What is needed is an exact copy of all the records below.
[[ MATERIAL PROVIDED open ]]
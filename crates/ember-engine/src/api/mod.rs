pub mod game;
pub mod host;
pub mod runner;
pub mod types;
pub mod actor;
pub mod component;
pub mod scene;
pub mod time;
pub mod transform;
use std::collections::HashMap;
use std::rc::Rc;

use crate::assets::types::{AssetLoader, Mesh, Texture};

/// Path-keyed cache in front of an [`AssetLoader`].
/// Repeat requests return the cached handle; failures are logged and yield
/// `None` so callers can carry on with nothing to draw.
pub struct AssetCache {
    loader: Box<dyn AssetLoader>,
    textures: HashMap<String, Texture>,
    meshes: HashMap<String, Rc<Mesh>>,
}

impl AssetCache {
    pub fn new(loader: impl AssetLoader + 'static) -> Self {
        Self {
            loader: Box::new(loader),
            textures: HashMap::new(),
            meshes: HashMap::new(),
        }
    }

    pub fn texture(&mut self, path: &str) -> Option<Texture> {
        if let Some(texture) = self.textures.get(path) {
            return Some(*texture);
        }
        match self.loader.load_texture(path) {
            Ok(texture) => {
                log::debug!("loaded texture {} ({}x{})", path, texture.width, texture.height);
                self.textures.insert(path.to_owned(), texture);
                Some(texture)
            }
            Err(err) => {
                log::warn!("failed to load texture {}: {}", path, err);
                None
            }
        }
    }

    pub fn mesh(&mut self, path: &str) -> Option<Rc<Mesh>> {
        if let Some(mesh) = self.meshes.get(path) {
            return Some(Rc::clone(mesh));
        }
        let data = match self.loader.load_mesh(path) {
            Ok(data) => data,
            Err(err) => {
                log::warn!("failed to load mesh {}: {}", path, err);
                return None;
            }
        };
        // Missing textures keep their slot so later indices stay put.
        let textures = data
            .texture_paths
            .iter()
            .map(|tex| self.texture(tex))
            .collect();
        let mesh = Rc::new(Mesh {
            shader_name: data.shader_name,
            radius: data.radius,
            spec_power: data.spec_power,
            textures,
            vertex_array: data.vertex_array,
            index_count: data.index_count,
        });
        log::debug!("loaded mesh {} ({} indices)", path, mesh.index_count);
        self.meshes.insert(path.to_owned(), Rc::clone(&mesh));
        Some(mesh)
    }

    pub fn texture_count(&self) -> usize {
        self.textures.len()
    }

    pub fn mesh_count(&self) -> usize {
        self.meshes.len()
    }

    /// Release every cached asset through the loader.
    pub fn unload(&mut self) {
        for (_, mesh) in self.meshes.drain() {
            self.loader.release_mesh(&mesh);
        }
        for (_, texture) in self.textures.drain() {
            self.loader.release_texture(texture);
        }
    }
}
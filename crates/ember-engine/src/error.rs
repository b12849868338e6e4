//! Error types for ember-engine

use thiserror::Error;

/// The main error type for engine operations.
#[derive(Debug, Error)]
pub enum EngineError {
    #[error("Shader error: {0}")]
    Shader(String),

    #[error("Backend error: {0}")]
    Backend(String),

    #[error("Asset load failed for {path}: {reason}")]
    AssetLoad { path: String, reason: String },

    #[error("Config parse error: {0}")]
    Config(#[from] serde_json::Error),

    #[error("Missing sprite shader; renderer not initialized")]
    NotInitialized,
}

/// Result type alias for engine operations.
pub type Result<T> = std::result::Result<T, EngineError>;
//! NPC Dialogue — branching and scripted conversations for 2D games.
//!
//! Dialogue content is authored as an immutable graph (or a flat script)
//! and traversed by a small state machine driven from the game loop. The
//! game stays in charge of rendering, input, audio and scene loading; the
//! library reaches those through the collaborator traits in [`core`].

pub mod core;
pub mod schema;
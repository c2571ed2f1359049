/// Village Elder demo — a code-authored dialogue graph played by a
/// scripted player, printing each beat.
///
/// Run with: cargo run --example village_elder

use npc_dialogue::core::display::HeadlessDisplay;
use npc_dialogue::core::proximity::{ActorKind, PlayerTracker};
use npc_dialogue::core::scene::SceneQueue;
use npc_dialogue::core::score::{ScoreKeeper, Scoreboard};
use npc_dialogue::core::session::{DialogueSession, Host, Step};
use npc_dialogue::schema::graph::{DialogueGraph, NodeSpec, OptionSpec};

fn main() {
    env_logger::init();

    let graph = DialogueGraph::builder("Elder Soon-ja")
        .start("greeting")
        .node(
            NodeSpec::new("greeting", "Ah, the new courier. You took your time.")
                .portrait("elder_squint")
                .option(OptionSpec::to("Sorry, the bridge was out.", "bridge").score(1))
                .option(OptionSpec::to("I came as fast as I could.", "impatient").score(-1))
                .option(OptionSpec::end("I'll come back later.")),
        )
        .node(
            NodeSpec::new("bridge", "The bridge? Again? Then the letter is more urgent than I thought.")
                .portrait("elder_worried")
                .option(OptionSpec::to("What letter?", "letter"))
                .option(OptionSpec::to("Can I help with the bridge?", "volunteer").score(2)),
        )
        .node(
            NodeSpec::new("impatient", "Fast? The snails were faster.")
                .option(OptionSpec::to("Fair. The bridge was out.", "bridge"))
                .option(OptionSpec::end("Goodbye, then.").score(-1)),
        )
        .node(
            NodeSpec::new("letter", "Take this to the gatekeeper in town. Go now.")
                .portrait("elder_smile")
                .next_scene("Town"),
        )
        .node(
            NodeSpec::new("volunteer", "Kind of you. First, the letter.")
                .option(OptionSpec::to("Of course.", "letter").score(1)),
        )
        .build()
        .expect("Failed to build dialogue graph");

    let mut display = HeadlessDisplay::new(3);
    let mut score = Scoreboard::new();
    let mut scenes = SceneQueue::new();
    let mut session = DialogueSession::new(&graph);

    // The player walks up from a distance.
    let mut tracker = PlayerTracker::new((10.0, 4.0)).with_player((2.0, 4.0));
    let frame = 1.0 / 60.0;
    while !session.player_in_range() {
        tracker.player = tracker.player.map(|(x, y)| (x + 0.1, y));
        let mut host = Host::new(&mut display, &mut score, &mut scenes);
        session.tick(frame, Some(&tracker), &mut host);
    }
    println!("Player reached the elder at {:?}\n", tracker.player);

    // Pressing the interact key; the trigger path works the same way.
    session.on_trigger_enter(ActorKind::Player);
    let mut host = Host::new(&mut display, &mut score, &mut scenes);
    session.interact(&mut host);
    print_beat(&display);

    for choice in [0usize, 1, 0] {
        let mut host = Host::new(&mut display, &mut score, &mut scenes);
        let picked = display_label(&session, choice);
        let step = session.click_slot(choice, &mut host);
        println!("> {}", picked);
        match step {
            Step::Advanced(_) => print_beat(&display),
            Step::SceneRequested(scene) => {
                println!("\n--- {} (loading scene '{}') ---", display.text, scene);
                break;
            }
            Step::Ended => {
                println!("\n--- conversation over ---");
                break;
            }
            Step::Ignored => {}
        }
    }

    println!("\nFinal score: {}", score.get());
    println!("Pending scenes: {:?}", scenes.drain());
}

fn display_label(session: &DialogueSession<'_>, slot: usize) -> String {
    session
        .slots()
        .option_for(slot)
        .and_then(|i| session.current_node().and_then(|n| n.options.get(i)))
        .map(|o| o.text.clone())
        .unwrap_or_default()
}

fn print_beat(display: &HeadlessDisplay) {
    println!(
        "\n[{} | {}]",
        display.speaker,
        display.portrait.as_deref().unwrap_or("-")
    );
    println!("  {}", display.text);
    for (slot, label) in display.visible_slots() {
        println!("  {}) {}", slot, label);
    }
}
[[ MATERIAL PROVIDED closed ]]
• RESULT FOR THIS EXERCISE:
filename crates/ember-engine/src/api/mod.rs
pub mod game;
pub mod host;
pub mod runner;
pub mod types;
pub mod actor;
pub mod component;
pub mod scene;
pub mod time;
pub mod transform;
use std::collections::HashMap;
use std::rc::Rc;

use crate::assets::types::{AssetLoader, Mesh, Texture};

/// Path-keyed cache in front of an [`AssetLoader`].
/// Repeat requests return the cached handle; failures are logged and yield
/// `None` so callers can carry on with nothing to draw.
pub struct AssetCache {
    loader: Box<dyn AssetLoader>,
    textures: HashMap<String, Texture>,
    meshes: HashMap<String, Rc<Mesh>>,
}

impl AssetCache {
    pub fn new(loader: impl AssetLoader + 'static) -> Self {
        Self {
            loader: Box::new(loader),
            textures: HashMap::new(),
            meshes: HashMap::new(),
        }
    }

    pub fn texture(&mut self, path: &str) -> Option<Texture> {
        if let Some(texture) = self.textures.get(path) {
            return Some(*texture);
        }
        match self.loader.load_texture(path) {
            Ok(texture) => {
                log::debug!("loaded texture {} ({}x{})", path, texture.width, texture.height);
                self.textures.insert(path.to_owned(), texture);
                Some(texture)
            }
            Err(err) => {
                log::warn!("failed to load texture {}: {}", path, err);
                None
            }
        }
    }

    pub fn mesh(&mut self, path: &str) -> Option<Rc<Mesh>> {
        if let Some(mesh) = self.meshes.get(path) {
            return Some(Rc::clone(mesh));
        }
        let data = match self.loader.load_mesh(path) {
            Ok(data) => data,
            Err(err) => {
                log::warn!("failed to load mesh {}: {}", path, err);
                return None;
            }
        };
        // Missing textures keep their slot so later indices stay put.
        let textures = data
            .texture_paths
            .iter()
            .map(|tex| self.texture(tex))
            .collect();
        let mesh = Rc::new(Mesh {
            shader_name: data.shader_name,
            radius: data.radius,
            spec_power: data.spec_power,
            textures,
            vertex_array: data.vertex_array,
            index_count: data.index_count,
        });
        log::debug!("loaded mesh {} ({} indices)", path, mesh.index_count);
        self.meshes.insert(path.to_owned(), Rc::clone(&mesh));
        Some(mesh)
    }

    pub fn texture_count(&self) -> usize {
        self.textures.len()
    }

    pub fn mesh_count(&self) -> usize {
        self.meshes.len()
    }

    /// Release every cached asset through the loader.
    pub fn unload(&mut self) {
        for (_, mesh) in self.meshes.drain() {
            self.loader.release_mesh(&mesh);
        }
        for (_, texture) in self.textures.drain() {
            self.loader.release_texture(texture);
        }
    }
}
filename crates/ember-engine/src/error.rs
repository b12849868338e6e4
//! Error types for ember-engine

use thiserror::Error;

/// The main error type for engine operations.
#[derive(Debug, Error)]
pub enum EngineError {
    #[error("Shader error: {0}")]
    Shader(String),

    #[error("Backend error: {0}")]
    Backend(String),

    #[error("Asset load failed for {path}: {reason}")]
    AssetLoad { path: String, reason: String },

    #[error("Config parse error: {0}")]
    Config(#[from] serde_json::Error),

    #[error("Missing sprite shader; renderer not initialized")]
    NotInitialized,
}

/// Result type alias for engine operations.
pub type Result<T> = std::result::Result<T, EngineError>;
//! NPC Dialogue — branching and scripted conversations for 2D games.
//!
//! Dialogue content is authored as an immutable graph (or a flat script)
//! and traversed by a small state machine driven from the game loop. The
//! game stays in charge of rendering, input, audio and scene loading; the
//! library reaches those through the collaborator traits in [`core`].

pub mod core;
pub mod schema;
repository c2571ed2f1359049
/// Village Elder demo — a code-authored dialogue graph played by a
/// scripted player, printing each beat.
///
/// Run with: cargo run --example village_elder

use npc_dialogue::core::display::HeadlessDisplay;
use npc_dialogue::core::proximity::{ActorKind, PlayerTracker};
use npc_dialogue::core::scene::SceneQueue;
use npc_dialogue::core::score::{ScoreKeeper, Scoreboard};
use npc_dialogue::core::session::{DialogueSession, Host, Step};
use npc_dialogue::schema::graph::{DialogueGraph, NodeSpec, OptionSpec};

fn main() {
    env_logger::init();

    let graph = DialogueGraph::builder("Elder Soon-ja")
        .start("greeting")
        .node(
            NodeSpec::new("greeting", "Ah, the new courier. You took your time.")
                .portrait("elder_squint")
                .option(OptionSpec::to("Sorry, the bridge was out.", "bridge").score(1))
                .option(OptionSpec::to("I came as fast as I could.", "impatient").score(-1))
                .option(OptionSpec::end("I'll come back later.")),
        )
        .node(
            NodeSpec::new("bridge", "The bridge? Again? Then the letter is more urgent than I thought.")
                .portrait("elder_worried")
                .option(OptionSpec::to("What letter?", "letter"))
                .option(OptionSpec::to("Can I help with the bridge?", "volunteer").score(2)),
        )
        .node(
            NodeSpec::new("impatient", "Fast? The snails were faster.")
                .option(OptionSpec::to("Fair. The bridge was out.", "bridge"))
                .option(OptionSpec::end("Goodbye, then.").score(-1)),
        )
        .node(
            NodeSpec::new("letter", "Take this to the gatekeeper in town. Go now.")
                .portrait("elder_smile")
                .next_scene("Town"),
        )
        .node(
            NodeSpec::new("volunteer", "Kind of you. First, the letter.")
                .option(OptionSpec::to("Of course.", "letter").score(1)),
        )
        .build()
        .expect("Failed to build dialogue graph");

    let mut display = HeadlessDisplay::new(3);
    let mut score = Scoreboard::new();
    let mut scenes = SceneQueue::new();
    let mut session = DialogueSession::new(&graph);

    // The player walks up from a distance.
    let mut tracker = PlayerTracker::new((10.0, 4.0)).with_player((2.0, 4.0));
    let frame = 1.0 / 60.0;
    while !session.player_in_range() {
        tracker.player = tracker.player.map(|(x, y)| (x + 0.1, y));
        let mut host = Host::new(&mut display, &mut score, &mut scenes);
        session.tick(frame, Some(&tracker), &mut host);
    }
    println!("Player reached the elder at {:?}\n", tracker.player);

    // Pressing the interact key; the trigger path works the same way.
    session.on_trigger_enter(ActorKind::Player);
    let mut host = Host::new(&mut display, &mut score, &mut scenes);
    session.interact(&mut host);
    print_beat(&display);

    for choice in [0usize, 1, 0] {
        let mut host = Host::new(&mut display, &mut score, &mut scenes);
        let picked = display_label(&session, choice);
        let step = session.click_slot(choice, &mut host);
        println!("> {}", picked);
        match step {
            Step::Advanced(_) => print_beat(&display),
            Step::SceneRequested(scene) => {
                println!("\n--- {} (loading scene '{}') ---", display.text, scene);
                break;
            }
            Step::Ended => {
                println!("\n--- conversation over ---");
                break;
            }
            Step::Ignored => {}
        }
    }

    println!("\nFinal score: {}", score.get());
    println!("Pending scenes: {:?}", scenes.drain());
}

fn display_label(session: &DialogueSession<'_>, slot: usize) -> String {
    session
        .slots()
        .option_for(slot)
        .and_then(|i| session.current_node().and_then(|n| n.options.get(i)))
        .map(|o| o.text.clone())
        .unwrap_or_default()
}

fn print_beat(display: &HeadlessDisplay) {
    println!(
        "\n[{} | {}]",
        display.speaker,
        display.portrait.as_deref().unwrap_or("-")
    );
    println!("  {}", display.text);
    for (slot, label) in display.visible_slots() {
        println!("  {}) {}", slot, label);
    }
}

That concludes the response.